In the entries below, count the lines holding "true". Reply with the number only.

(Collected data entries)
>>

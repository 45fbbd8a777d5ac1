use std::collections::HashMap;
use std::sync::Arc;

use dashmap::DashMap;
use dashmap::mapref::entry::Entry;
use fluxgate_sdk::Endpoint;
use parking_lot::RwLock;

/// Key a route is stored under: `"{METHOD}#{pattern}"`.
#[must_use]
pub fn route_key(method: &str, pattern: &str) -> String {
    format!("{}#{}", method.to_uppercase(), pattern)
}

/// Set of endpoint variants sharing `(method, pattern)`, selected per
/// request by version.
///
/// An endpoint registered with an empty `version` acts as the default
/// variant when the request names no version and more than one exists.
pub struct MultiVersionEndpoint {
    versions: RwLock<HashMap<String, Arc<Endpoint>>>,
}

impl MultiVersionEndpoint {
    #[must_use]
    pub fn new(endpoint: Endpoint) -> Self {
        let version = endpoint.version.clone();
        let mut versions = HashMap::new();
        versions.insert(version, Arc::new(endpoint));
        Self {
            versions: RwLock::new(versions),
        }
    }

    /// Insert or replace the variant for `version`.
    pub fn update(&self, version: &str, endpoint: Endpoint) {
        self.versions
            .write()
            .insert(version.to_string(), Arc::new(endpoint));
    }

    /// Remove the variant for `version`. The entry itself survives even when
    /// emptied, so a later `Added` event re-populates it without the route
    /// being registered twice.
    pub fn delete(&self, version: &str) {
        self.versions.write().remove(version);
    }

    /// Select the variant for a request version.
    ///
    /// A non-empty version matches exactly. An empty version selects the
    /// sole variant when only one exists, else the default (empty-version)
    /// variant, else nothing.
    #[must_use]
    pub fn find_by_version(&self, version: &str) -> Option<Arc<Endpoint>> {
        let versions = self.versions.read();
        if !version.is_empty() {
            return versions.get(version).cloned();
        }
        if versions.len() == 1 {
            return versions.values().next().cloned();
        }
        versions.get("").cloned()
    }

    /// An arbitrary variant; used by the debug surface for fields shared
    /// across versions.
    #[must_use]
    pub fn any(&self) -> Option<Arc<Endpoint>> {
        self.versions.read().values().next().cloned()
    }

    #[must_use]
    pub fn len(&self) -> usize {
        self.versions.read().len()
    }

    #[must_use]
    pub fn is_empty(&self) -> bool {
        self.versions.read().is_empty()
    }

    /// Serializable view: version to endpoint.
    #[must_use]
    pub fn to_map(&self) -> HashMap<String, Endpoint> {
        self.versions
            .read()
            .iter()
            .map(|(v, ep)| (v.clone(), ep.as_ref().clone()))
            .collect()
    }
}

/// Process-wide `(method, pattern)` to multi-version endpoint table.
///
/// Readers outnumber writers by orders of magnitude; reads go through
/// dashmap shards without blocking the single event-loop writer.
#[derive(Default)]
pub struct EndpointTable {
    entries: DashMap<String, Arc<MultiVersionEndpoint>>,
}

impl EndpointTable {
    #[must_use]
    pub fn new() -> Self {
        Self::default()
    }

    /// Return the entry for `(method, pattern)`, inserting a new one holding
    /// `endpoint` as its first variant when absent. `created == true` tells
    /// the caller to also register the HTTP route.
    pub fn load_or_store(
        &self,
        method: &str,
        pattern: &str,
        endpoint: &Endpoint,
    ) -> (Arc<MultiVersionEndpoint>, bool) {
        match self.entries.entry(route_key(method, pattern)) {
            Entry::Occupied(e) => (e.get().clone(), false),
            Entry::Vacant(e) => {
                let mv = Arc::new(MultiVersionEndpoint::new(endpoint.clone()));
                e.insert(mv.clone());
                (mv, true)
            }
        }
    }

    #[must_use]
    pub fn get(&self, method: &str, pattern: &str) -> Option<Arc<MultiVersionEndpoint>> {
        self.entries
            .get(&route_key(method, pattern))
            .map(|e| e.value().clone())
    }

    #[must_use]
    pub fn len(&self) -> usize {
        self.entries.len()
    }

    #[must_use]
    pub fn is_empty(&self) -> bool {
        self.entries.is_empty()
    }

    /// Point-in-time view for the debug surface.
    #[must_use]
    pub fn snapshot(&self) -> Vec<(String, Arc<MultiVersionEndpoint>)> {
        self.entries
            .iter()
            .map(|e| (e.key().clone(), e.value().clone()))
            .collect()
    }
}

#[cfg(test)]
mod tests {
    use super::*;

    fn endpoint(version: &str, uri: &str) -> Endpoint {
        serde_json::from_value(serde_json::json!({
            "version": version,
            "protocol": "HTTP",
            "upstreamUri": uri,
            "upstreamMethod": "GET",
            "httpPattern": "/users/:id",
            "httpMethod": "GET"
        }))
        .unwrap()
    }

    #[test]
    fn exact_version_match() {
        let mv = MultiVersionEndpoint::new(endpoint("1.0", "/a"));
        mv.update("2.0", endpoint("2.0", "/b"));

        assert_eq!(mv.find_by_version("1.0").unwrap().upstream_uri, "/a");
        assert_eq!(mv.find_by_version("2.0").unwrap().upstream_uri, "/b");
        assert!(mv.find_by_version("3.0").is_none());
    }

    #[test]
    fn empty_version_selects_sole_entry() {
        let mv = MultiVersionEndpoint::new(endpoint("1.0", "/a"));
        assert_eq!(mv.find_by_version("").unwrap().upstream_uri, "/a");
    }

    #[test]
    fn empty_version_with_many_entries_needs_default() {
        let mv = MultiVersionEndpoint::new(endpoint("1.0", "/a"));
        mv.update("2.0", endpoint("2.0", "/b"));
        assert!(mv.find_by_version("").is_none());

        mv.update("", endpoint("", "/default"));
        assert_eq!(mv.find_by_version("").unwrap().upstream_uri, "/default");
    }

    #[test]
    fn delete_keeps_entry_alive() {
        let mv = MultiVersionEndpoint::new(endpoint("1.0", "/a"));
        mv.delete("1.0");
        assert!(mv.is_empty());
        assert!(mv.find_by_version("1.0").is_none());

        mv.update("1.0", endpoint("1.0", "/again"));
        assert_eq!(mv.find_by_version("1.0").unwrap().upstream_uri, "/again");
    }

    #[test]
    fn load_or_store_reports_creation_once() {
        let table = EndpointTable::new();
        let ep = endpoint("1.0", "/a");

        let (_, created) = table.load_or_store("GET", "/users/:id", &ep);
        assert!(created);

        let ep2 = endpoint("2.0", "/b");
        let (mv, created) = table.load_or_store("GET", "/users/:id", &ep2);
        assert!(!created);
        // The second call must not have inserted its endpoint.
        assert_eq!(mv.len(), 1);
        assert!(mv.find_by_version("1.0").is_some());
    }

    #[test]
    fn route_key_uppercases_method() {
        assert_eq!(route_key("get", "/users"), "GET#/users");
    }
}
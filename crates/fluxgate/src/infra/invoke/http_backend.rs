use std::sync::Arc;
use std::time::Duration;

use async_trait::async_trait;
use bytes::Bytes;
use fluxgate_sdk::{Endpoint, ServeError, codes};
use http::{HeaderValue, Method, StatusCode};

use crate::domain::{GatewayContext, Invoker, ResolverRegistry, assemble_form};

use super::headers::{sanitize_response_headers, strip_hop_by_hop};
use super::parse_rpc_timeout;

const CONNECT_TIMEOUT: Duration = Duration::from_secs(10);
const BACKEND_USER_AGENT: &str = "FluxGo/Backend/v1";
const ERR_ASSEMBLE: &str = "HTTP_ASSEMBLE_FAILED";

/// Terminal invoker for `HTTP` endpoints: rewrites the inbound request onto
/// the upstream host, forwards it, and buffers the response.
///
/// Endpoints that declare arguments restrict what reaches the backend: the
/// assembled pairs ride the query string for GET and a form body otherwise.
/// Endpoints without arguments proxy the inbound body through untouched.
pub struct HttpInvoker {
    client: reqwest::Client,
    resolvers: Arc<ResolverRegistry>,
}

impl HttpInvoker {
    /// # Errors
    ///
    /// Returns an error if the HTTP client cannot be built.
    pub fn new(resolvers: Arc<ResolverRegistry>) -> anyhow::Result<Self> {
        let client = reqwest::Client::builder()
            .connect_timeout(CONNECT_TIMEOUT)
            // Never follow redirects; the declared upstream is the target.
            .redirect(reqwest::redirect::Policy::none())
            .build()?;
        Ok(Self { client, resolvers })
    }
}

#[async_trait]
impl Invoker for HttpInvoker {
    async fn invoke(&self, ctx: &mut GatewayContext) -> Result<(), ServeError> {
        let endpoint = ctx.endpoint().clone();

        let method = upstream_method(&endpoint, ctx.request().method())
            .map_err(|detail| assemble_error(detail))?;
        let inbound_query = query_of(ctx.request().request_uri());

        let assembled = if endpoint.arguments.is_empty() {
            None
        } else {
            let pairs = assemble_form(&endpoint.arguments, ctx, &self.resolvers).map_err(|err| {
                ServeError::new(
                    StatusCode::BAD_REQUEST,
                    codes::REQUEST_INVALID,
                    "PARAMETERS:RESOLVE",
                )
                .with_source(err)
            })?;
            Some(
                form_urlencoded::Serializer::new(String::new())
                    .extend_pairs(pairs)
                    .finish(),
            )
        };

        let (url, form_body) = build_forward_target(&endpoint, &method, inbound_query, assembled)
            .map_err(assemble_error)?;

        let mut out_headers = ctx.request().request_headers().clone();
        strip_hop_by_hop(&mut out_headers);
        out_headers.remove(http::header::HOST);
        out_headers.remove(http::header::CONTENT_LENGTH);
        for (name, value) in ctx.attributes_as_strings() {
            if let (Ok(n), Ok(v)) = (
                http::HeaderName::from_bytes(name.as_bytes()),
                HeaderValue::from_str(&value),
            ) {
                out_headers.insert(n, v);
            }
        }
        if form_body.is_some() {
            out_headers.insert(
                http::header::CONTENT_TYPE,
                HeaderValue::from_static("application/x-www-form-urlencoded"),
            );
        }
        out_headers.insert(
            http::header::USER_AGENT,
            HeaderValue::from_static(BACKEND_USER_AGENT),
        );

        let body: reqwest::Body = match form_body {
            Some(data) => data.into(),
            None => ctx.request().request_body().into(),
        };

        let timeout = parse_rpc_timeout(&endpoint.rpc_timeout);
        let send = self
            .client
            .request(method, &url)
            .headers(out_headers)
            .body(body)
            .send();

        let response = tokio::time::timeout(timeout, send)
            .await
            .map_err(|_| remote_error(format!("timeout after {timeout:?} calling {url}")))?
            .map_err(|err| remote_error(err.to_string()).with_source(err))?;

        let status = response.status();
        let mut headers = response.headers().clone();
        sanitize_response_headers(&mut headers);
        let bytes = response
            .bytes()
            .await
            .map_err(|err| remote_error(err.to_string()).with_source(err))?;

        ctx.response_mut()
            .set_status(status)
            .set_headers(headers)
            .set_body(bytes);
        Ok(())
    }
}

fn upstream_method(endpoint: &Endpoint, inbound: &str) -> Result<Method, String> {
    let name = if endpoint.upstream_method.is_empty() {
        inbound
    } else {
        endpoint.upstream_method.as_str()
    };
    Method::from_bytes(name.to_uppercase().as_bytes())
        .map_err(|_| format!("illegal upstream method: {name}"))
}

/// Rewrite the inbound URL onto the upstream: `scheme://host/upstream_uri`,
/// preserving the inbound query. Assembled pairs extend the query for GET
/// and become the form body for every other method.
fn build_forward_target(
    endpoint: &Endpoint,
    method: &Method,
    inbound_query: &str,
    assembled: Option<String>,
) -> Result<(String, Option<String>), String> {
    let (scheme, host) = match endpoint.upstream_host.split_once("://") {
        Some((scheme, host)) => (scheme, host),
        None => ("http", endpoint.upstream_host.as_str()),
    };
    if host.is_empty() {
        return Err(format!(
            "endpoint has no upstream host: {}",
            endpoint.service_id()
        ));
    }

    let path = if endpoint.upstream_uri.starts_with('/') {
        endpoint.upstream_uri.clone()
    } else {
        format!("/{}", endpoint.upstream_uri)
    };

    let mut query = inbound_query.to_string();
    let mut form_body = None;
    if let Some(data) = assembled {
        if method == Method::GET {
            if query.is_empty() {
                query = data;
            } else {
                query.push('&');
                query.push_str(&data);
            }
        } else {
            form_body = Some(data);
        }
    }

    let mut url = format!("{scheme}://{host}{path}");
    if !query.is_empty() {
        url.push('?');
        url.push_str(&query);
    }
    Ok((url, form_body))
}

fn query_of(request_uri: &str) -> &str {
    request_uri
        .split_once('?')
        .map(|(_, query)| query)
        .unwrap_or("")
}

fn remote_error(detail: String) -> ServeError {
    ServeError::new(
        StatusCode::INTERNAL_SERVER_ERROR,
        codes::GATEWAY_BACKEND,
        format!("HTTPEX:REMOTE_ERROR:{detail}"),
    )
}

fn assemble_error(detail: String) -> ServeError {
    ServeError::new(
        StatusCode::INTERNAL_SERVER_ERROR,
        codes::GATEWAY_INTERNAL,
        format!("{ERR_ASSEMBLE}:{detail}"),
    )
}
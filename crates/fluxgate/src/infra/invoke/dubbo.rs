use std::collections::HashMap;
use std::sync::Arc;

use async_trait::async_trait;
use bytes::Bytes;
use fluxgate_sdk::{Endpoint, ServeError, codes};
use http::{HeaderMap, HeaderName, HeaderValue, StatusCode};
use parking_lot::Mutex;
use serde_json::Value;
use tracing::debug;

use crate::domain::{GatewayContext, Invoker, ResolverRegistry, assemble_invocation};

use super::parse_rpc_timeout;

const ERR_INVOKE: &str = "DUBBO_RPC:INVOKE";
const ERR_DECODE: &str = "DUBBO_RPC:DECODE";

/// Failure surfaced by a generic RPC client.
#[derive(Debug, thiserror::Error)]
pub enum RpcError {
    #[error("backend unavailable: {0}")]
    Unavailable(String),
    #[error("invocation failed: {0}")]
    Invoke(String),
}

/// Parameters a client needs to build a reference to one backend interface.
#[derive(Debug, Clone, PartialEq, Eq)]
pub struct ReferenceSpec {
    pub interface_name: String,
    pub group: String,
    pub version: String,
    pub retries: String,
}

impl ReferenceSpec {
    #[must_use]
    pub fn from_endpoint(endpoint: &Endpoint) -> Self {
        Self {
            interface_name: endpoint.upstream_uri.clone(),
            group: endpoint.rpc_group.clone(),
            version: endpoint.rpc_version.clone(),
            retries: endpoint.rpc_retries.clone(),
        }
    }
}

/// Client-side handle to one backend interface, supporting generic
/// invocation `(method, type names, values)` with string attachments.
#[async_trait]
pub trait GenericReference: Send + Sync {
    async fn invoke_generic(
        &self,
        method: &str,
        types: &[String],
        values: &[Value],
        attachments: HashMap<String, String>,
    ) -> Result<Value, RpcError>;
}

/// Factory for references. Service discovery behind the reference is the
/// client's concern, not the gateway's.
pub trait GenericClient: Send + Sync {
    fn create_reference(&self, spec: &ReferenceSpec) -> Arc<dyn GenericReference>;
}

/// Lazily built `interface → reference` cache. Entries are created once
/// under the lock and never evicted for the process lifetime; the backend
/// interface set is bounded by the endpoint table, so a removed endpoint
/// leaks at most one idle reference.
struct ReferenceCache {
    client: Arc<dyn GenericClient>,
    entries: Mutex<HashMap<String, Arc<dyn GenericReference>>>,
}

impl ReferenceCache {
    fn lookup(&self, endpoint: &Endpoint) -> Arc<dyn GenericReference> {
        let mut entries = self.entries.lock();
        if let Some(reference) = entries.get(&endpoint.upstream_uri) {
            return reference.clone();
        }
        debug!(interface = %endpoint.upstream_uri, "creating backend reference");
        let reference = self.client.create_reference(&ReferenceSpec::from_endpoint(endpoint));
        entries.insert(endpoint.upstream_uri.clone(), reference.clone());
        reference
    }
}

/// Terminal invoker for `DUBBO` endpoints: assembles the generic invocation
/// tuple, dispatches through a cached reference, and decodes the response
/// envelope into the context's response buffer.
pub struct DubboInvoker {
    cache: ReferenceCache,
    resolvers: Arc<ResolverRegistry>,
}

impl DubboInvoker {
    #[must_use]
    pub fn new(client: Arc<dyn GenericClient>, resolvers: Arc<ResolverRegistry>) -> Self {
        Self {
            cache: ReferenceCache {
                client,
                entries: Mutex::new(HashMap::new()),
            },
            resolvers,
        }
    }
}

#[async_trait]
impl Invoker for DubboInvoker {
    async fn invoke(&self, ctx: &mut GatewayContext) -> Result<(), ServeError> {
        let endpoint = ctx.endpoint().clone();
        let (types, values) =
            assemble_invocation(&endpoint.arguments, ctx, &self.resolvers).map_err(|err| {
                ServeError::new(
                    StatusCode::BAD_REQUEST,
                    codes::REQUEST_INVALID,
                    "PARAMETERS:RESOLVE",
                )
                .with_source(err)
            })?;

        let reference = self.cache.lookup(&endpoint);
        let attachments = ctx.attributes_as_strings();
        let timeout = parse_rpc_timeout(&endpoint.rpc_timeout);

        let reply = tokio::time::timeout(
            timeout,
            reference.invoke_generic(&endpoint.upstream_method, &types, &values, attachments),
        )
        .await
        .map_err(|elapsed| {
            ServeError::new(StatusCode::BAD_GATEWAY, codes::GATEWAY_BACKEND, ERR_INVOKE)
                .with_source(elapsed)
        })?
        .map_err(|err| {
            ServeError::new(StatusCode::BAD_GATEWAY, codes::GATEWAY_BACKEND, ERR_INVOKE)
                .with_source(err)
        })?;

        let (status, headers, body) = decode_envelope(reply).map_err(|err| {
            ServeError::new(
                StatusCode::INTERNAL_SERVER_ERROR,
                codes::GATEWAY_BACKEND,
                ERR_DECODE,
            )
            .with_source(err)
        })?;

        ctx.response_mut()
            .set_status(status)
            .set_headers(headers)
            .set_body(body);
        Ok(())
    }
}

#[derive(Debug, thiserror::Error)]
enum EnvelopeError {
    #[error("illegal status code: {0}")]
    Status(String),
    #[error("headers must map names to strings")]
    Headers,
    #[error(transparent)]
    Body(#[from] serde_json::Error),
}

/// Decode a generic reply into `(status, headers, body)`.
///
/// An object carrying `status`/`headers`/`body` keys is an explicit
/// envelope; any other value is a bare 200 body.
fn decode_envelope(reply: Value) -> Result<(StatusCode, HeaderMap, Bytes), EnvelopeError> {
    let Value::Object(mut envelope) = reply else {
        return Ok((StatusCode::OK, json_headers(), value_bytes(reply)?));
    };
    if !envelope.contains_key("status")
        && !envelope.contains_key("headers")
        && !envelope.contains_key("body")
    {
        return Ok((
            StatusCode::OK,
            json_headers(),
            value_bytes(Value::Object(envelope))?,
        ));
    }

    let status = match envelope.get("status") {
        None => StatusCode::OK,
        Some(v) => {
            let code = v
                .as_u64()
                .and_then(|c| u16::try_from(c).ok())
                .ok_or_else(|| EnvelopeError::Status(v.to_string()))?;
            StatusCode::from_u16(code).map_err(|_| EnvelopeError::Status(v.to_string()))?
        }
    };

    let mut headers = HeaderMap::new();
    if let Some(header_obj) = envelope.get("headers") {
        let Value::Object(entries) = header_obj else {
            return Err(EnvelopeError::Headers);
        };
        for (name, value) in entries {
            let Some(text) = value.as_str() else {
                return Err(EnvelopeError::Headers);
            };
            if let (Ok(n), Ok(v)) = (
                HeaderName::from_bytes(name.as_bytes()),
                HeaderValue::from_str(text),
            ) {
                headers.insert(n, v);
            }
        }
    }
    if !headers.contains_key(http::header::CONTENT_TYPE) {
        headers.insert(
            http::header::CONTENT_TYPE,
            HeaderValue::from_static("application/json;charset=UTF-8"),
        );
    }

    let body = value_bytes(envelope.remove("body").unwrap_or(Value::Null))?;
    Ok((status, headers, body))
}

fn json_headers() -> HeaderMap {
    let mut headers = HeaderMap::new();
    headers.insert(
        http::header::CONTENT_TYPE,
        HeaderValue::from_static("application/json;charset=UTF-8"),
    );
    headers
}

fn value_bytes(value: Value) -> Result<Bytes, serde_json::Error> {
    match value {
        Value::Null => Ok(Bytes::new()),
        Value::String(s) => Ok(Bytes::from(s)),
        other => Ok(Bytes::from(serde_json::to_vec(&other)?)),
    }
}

<<

**OUTPUT OF THE EXERCISE:**
2